What the bill actually does is it would form a committee to study slavery and its after-effects on current Black Americans, and would propose "appropriate remedies".

 

Coates isn't a policy wonk and I don't think an article like his requires the actual solution laid out, his point was to make the case that the idea of reparations should not be considered outside the bounds of social discourse.

 

The thing I worry most about is where is the legal line here?

 

We pretty much stole the country from the Indians, murdered and diseased them into an endangers species. Then the people that were left we forcibly gathered up, and moved into segregated camps. Heck we even had many "legal" agreements with them to give them this land and that land, not to mention other bribes to leave whatever land we wanted at the time. What are the appropriate remedies for the practical extermination of a race, decades and generations later?
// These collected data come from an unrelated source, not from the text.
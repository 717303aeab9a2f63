// Copyright 2026 the Overlay Authors
// SPDX-License-Identifier: Apache-2.0 OR MIT

//! Tracing and diagnostics for layer operations.
//!
//! This module provides a [`TraceSink`] trait with per-event methods that the
//! layer calls after each public operation. All method bodies default to
//! no-ops, so implementing only the events you care about is fine.
//!
//! Layers are shared between threads, so sinks are `Send + Sync` and take
//! `&self`. A sink is always invoked after the layer lock has been released.
//!
//! [`Tracer`] wraps an optional shared sink. When the `trace` feature is
//! **off**, every `Tracer` method compiles to nothing and the sink passed to
//! [`Tracer::new`] is dropped. When **on**, each method performs a single
//! `Option` branch before dispatching.
//!
//! # Crate features
//!
//! - `trace` — enables the `Tracer` method bodies (one branch per call).

use std::sync::Arc;

use crate::envelope::Envelope;
use crate::error::OverlayError;
use crate::layer::{ElementId, LayerId};

// ---------------------------------------------------------------------------
// Enums
// ---------------------------------------------------------------------------

/// Which store mutation produced an event.
#[derive(Clone, Copy, Debug, PartialEq, Eq, Hash)]
pub enum MutationKind {
    /// `replace_all`.
    ReplaceAll,
    /// `add_all`.
    AddAll,
    /// `remove_all`.
    RemoveAll,
    /// `clear`.
    Clear,
}

impl MutationKind {
    /// Returns the operation name in snake case.
    #[must_use]
    pub const fn as_str(self) -> &'static str {
        match self {
            Self::ReplaceAll => "replace_all",
            Self::AddAll => "add_all",
            Self::RemoveAll => "remove_all",
            Self::Clear => "clear",
        }
    }
}

/// Which handler processed an element update.
#[derive(Clone, Copy, Debug, PartialEq, Eq, Hash)]
pub enum UpdateHandler {
    /// The element had the geometry capability; its internal state was
    /// recomputed by the layer.
    Geometry,
    /// The update was delegated to the base layer.
    Base,
}

// ---------------------------------------------------------------------------
// Event structs
// ---------------------------------------------------------------------------

/// Emitted after a store mutation commits.
#[derive(Clone, Copy, Debug)]
pub struct MutationEvent {
    /// Layer that was mutated.
    pub layer: LayerId,
    /// Which mutation ran.
    pub kind: MutationKind,
    /// Elements attached by this mutation.
    pub attached: usize,
    /// Elements detached by this mutation.
    pub detached: usize,
    /// Store length after the mutation.
    pub len: usize,
}

/// Emitted when a mutation is rejected during validation.
#[derive(Clone, Copy, Debug)]
pub struct RejectedEvent {
    /// Layer the mutation targeted.
    pub layer: LayerId,
    /// Which mutation was attempted.
    pub kind: MutationKind,
    /// Why it was rejected.
    pub error: OverlayError,
}

/// Emitted after the visible set is recomputed for a new view.
#[derive(Clone, Copy, Debug)]
pub struct VisibleEvent {
    /// Layer whose visible set was republished.
    pub layer: LayerId,
    /// Zoom level of the view.
    pub zoom: u8,
    /// Number of elements in the visible set.
    pub visible: usize,
    /// Whether active styles were re-resolved for a zoom change.
    pub restyled: bool,
}

/// Emitted after the data extent is computed.
#[derive(Clone, Copy, Debug)]
pub struct ExtentEvent {
    /// Layer whose extent was computed.
    pub layer: LayerId,
    /// Number of element envelopes aggregated.
    pub elements: usize,
    /// Resulting extent in external coordinates.
    pub extent: Envelope,
}

/// Emitted after an element update is handled.
#[derive(Clone, Copy, Debug)]
pub struct ElementUpdatedEvent {
    /// Layer that handled the update.
    pub layer: LayerId,
    /// Element that changed.
    pub element: ElementId,
    /// Which handler ran.
    pub handler: UpdateHandler,
    /// Whether a render was requested.
    pub render_requested: bool,
}

// ---------------------------------------------------------------------------
// TraceSink trait
// ---------------------------------------------------------------------------

/// Receives trace events from overlay layers.
///
/// All methods have default no-op implementations, so you only need to
/// override the events you care about.
pub trait TraceSink: Send + Sync {
    /// Called after a store mutation commits.
    fn on_mutation(&self, e: &MutationEvent) {
        _ = e;
    }

    /// Called when a mutation is rejected.
    fn on_rejected(&self, e: &RejectedEvent) {
        _ = e;
    }

    /// Called after the visible set is recomputed.
    fn on_visible(&self, e: &VisibleEvent) {
        _ = e;
    }

    /// Called after the data extent is computed.
    fn on_extent(&self, e: &ExtentEvent) {
        _ = e;
    }

    /// Called after an element update is handled.
    fn on_element_updated(&self, e: &ElementUpdatedEvent) {
        _ = e;
    }
}

// ---------------------------------------------------------------------------
// NoopSink
// ---------------------------------------------------------------------------

/// A [`TraceSink`] that discards all events.
#[derive(Clone, Copy, Debug, Default)]
pub struct NoopSink;

impl TraceSink for NoopSink {}

// ---------------------------------------------------------------------------
// Tracer wrapper
// ---------------------------------------------------------------------------

/// Thin wrapper around an optional shared [`TraceSink`].
///
/// When the `trace` feature is **off**, every method compiles to nothing. When
/// **on**, each method checks the inner `Option` (one branch) before
/// dispatching to the sink.
#[derive(Clone, Default)]
pub struct Tracer {
    #[cfg(feature = "trace")]
    sink: Option<Arc<dyn TraceSink>>,
}

impl core::fmt::Debug for Tracer {
    fn fmt(&self, f: &mut core::fmt::Formatter<'_>) -> core::fmt::Result {
        f.debug_struct("Tracer").finish_non_exhaustive()
    }
}

impl Tracer {
    /// Creates a tracer that dispatches to the given sink.
    #[inline]
    #[must_use]
    pub fn new(sink: Arc<dyn TraceSink>) -> Self {
        #[cfg(feature = "trace")]
        {
            Self { sink: Some(sink) }
        }
        #[cfg(not(feature = "trace"))]
        {
            _ = sink;
            Self {}
        }
    }

    /// Creates a tracer that discards all events.
    #[inline]
    #[must_use]
    pub fn none() -> Self {
        Self::default()
    }

    /// Emits a [`MutationEvent`].
    #[inline]
    pub fn mutation(&self, e: &MutationEvent) {
        #[cfg(feature = "trace")]
        if let Some(s) = &self.sink {
            s.on_mutation(e);
        }
        #[cfg(not(feature = "trace"))]
        {
            _ = e;
        }
    }

    /// Emits a [`RejectedEvent`].
    #[inline]
    pub fn rejected(&self, e: &RejectedEvent) {
        #[cfg(feature = "trace")]
        if let Some(s) = &self.sink {
            s.on_rejected(e);
        }
        #[cfg(not(feature = "trace"))]
        {
            _ = e;
        }
    }

    /// Emits a [`VisibleEvent`].
    #[inline]
    pub fn visible(&self, e: &VisibleEvent) {
        #[cfg(feature = "trace")]
        if let Some(s) = &self.sink {
            s.on_visible(e);
        }
        #[cfg(not(feature = "trace"))]
        {
            _ = e;
        }
    }

    /// Emits an [`ExtentEvent`].
    #[inline]
    pub fn extent(&self, e: &ExtentEvent) {
        #[cfg(feature = "trace")]
        if let Some(s) = &self.sink {
            s.on_extent(e);
        }
        #[cfg(not(feature = "trace"))]
        {
            _ = e;
        }
    }

    /// Emits an [`ElementUpdatedEvent`].
    #[inline]
    pub fn element_updated(&self, e: &ElementUpdatedEvent) {
        #[cfg(feature = "trace")]
        if let Some(s) = &self.sink {
            s.on_element_updated(e);
        }
        #[cfg(not(feature = "trace"))]
        {
            _ = e;
        }
    }
}

// ---------------------------------------------------------------------------
// Tests
// ---------------------------------------------------------------------------
// Copyright 2026 the Overlay Authors
// SPDX-License-Identifier: Apache-2.0 OR MIT

//! Property-based invariant tests for the overlay layer.
//!
//! 1. Membership and back-references stay in step over any mutation sequence.
//! 2. Detach is idempotent.
//! 3. The extent is the base extent united with every member envelope.
//! 4. Clear empties the store and detaches every previous member.
//! 5. Rejected batches leave the store untouched.

mod common;

use std::collections::HashSet;
use std::sync::Arc;

use common::{Handle, as_dyn};
use overlay_core::backend::FixedExtent;
use overlay_core::element::{Element, Geometry};
use overlay_core::envelope::Envelope;
use overlay_core::layer::{ElementId, OverlayLayer};
use overlay_core::projection::Identity;
use proptest::prelude::*;

const POOL: usize = 8;

// ── Helpers ─────────────────────────────────────────────────────────────

#[derive(Clone, Debug)]
enum Op {
    Replace(Vec<usize>),
    Add(Vec<usize>),
    Remove(Vec<usize>),
    Clear,
}

fn pick() -> impl Strategy<Value = Vec<usize>> {
    prop::collection::vec(0..POOL, 0..6)
}

fn op_strategy() -> impl Strategy<Value = Op> {
    prop_oneof![
        pick().prop_map(Op::Replace),
        pick().prop_map(Op::Add),
        pick().prop_map(Op::Remove),
        Just(Op::Clear),
    ]
}

fn envelope_strategy() -> impl Strategy<Value = Envelope> {
    (-1000.0..1000.0_f64, -1000.0..1000.0_f64, 0.0..50.0_f64, 0.0..50.0_f64)
        .prop_map(|(x, y, w, h)| Envelope::new(x, y, x + w, y + h))
}

fn select(pool: &[Arc<Handle>], picks: &[usize]) -> Vec<Arc<dyn Geometry>> {
    let chosen: Vec<_> = picks.iter().map(|&i| Arc::clone(&pool[i])).collect();
    as_dyn(&chosen)
}

fn apply(layer: &OverlayLayer, pool: &[Arc<Handle>], op: &Op) {
    match op {
        Op::Replace(picks) => {
            let _ = layer.replace_all(&select(pool, picks));
        }
        Op::Add(picks) => {
            let _ = layer.add_all(&select(pool, picks));
        }
        Op::Remove(picks) => {
            layer.remove_all(&select(pool, picks));
        }
        Op::Clear => layer.clear(),
    }
}

fn member_ids(layer: &OverlayLayer) -> Vec<ElementId> {
    layer.snapshot().iter().map(|e| e.id()).collect()
}

// ═════════════════════════════════════════════════════════════════════════
// 1. Membership and back-references stay in step
// ═════════════════════════════════════════════════════════════════════════

proptest! {
    #[test]
    fn membership_matches_back_references(ops in prop::collection::vec(op_strategy(), 0..40)) {
        let layer = OverlayLayer::new(Arc::new(Identity));
        let pool: Vec<_> = (0..POOL).map(|i| Handle::at(i as f64, 0.0)).collect();

        for op in &ops {
            apply(&layer, &pool, op);

            let members: HashSet<ElementId> = member_ids(&layer).into_iter().collect();
            prop_assert_eq!(members.len(), layer.len(), "store holds a duplicate after {:?}", op);
            for handle in &pool {
                let owned = handle.attachment().is_owned_by(layer.id());
                prop_assert_eq!(
                    owned,
                    members.contains(&handle.id()),
                    "back-reference out of step for {:?} after {:?}",
                    handle.id(),
                    op
                );
            }
            prop_assert_eq!(layer.visible_elements().len(), layer.len());
        }
    }
}

// ═════════════════════════════════════════════════════════════════════════
// 2. Detach is idempotent
// ═════════════════════════════════════════════════════════════════════════

proptest! {
    #[test]
    fn detach_twice_equals_detach_once(attach in any::<bool>()) {
        let layer = OverlayLayer::new(Arc::new(Identity));
        let handle = Handle::at(0.0, 0.0);
        if attach {
            layer.add_all(&as_dyn(&[handle.clone()])).unwrap();
        }

        layer.detach(&*handle);
        let once = handle.attachment().layer();
        prop_assert!(!layer.detach(&*handle), "second detach reports no change");
        prop_assert_eq!(handle.attachment().layer(), once);
    }
}

// ═════════════════════════════════════════════════════════════════════════
// 3. Extent is base ∪ member envelopes
// ═════════════════════════════════════════════════════════════════════════

proptest! {
    #[test]
    fn extent_is_union_of_base_and_members(
        base in envelope_strategy(),
        envelopes in prop::collection::vec(envelope_strategy(), 0..10),
    ) {
        let layer = OverlayLayer::builder(Arc::new(Identity))
            .base(Arc::new(FixedExtent(base)))
            .build();
        prop_assert_eq!(layer.data_extent(), base);

        let handles: Vec<_> = envelopes.iter().map(|&e| Handle::new(e)).collect();
        layer.add_all(&as_dyn(&handles)).unwrap();

        let expected = envelopes.iter().fold(base, |acc, &e| acc.union(e));
        prop_assert_eq!(layer.data_extent(), expected);
        for &e in &envelopes {
            prop_assert!(layer.data_extent().contains(&e));
        }
    }
}

// ═════════════════════════════════════════════════════════════════════════
// 4. Clear empties and detaches
// ═════════════════════════════════════════════════════════════════════════

proptest! {
    #[test]
    fn clear_empties_and_detaches(ops in prop::collection::vec(op_strategy(), 0..20)) {
        let layer = OverlayLayer::new(Arc::new(Identity));
        let pool: Vec<_> = (0..POOL).map(|i| Handle::at(i as f64, 0.0)).collect();
        for op in &ops {
            apply(&layer, &pool, op);
        }

        layer.clear();

        prop_assert!(layer.snapshot().is_empty());
        prop_assert!(layer.visible_elements().is_empty());
        for handle in &pool {
            prop_assert!(!handle.attachment().is_owned_by(layer.id()));
        }
    }
}

// ═════════════════════════════════════════════════════════════════════════
// 5. Rejected batches leave the store untouched
// ═════════════════════════════════════════════════════════════════════════

proptest! {
    #[test]
    fn rejected_batches_change_nothing(
        setup in pick(),
        batch in prop::collection::vec(0..POOL, 2..6),
    ) {
        let layer = OverlayLayer::new(Arc::new(Identity));
        let pool: Vec<_> = (0..POOL).map(|i| Handle::at(i as f64, 0.0)).collect();
        let mut unique = setup.clone();
        unique.sort_unstable();
        unique.dedup();
        layer.replace_all(&select(&pool, &unique)).unwrap();

        // Force a duplicate into the batch.
        let mut batch = batch;
        batch.push(batch[0]);
        let before = member_ids(&layer);
        let owners: Vec<_> = pool.iter().map(|h| h.attachment().layer()).collect();

        prop_assert!(layer.replace_all(&select(&pool, &batch)).is_err());
        prop_assert!(layer.add_all(&select(&pool, &batch)).is_err());

        prop_assert_eq!(member_ids(&layer), before);
        let after: Vec<_> = pool.iter().map(|h| h.attachment().layer()).collect();
        prop_assert_eq!(after, owners);
    }
}

#[test]
fn scenario_add_then_remove_inside_base() {
    let layer = OverlayLayer::builder(Arc::new(Identity))
        .base(Arc::new(FixedExtent(Envelope::new(0.0, 0.0, 10.0, 10.0))))
        .build();
    let handle = Handle::new(Envelope::new(2.0, 2.0, 4.0, 4.0));

    layer.add_all(&as_dyn(&[handle.clone()])).unwrap();
    assert_eq!(layer.data_extent(), Envelope::new(0.0, 0.0, 10.0, 10.0));

    layer.remove_all(&as_dyn(&[handle.clone()]));
    assert_eq!(layer.data_extent(), Envelope::new(0.0, 0.0, 10.0, 10.0));
    assert!(layer.snapshot().is_empty());
    assert_eq!(handle.attachment().layer(), None);
}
One could argue that they have as strong of a claim to remedies as African's do in this country.

 

We put Japanese people into interment camps in WWII, what is appropriate there?

 

We segregated and discriminated against the Chinese for much of our history. Same with the Irish. What do they deserve?

 

Women have been a historical subspecies in this country for pretty much its entire history. Their claim status for reparations also has to rank up there.

 

If you lay down a legal presence here, you open a pandora's box I am not sure where it ends. Where do we draw the line for saying that one group's claims are more valid than anothers? That they deserve reparations over another?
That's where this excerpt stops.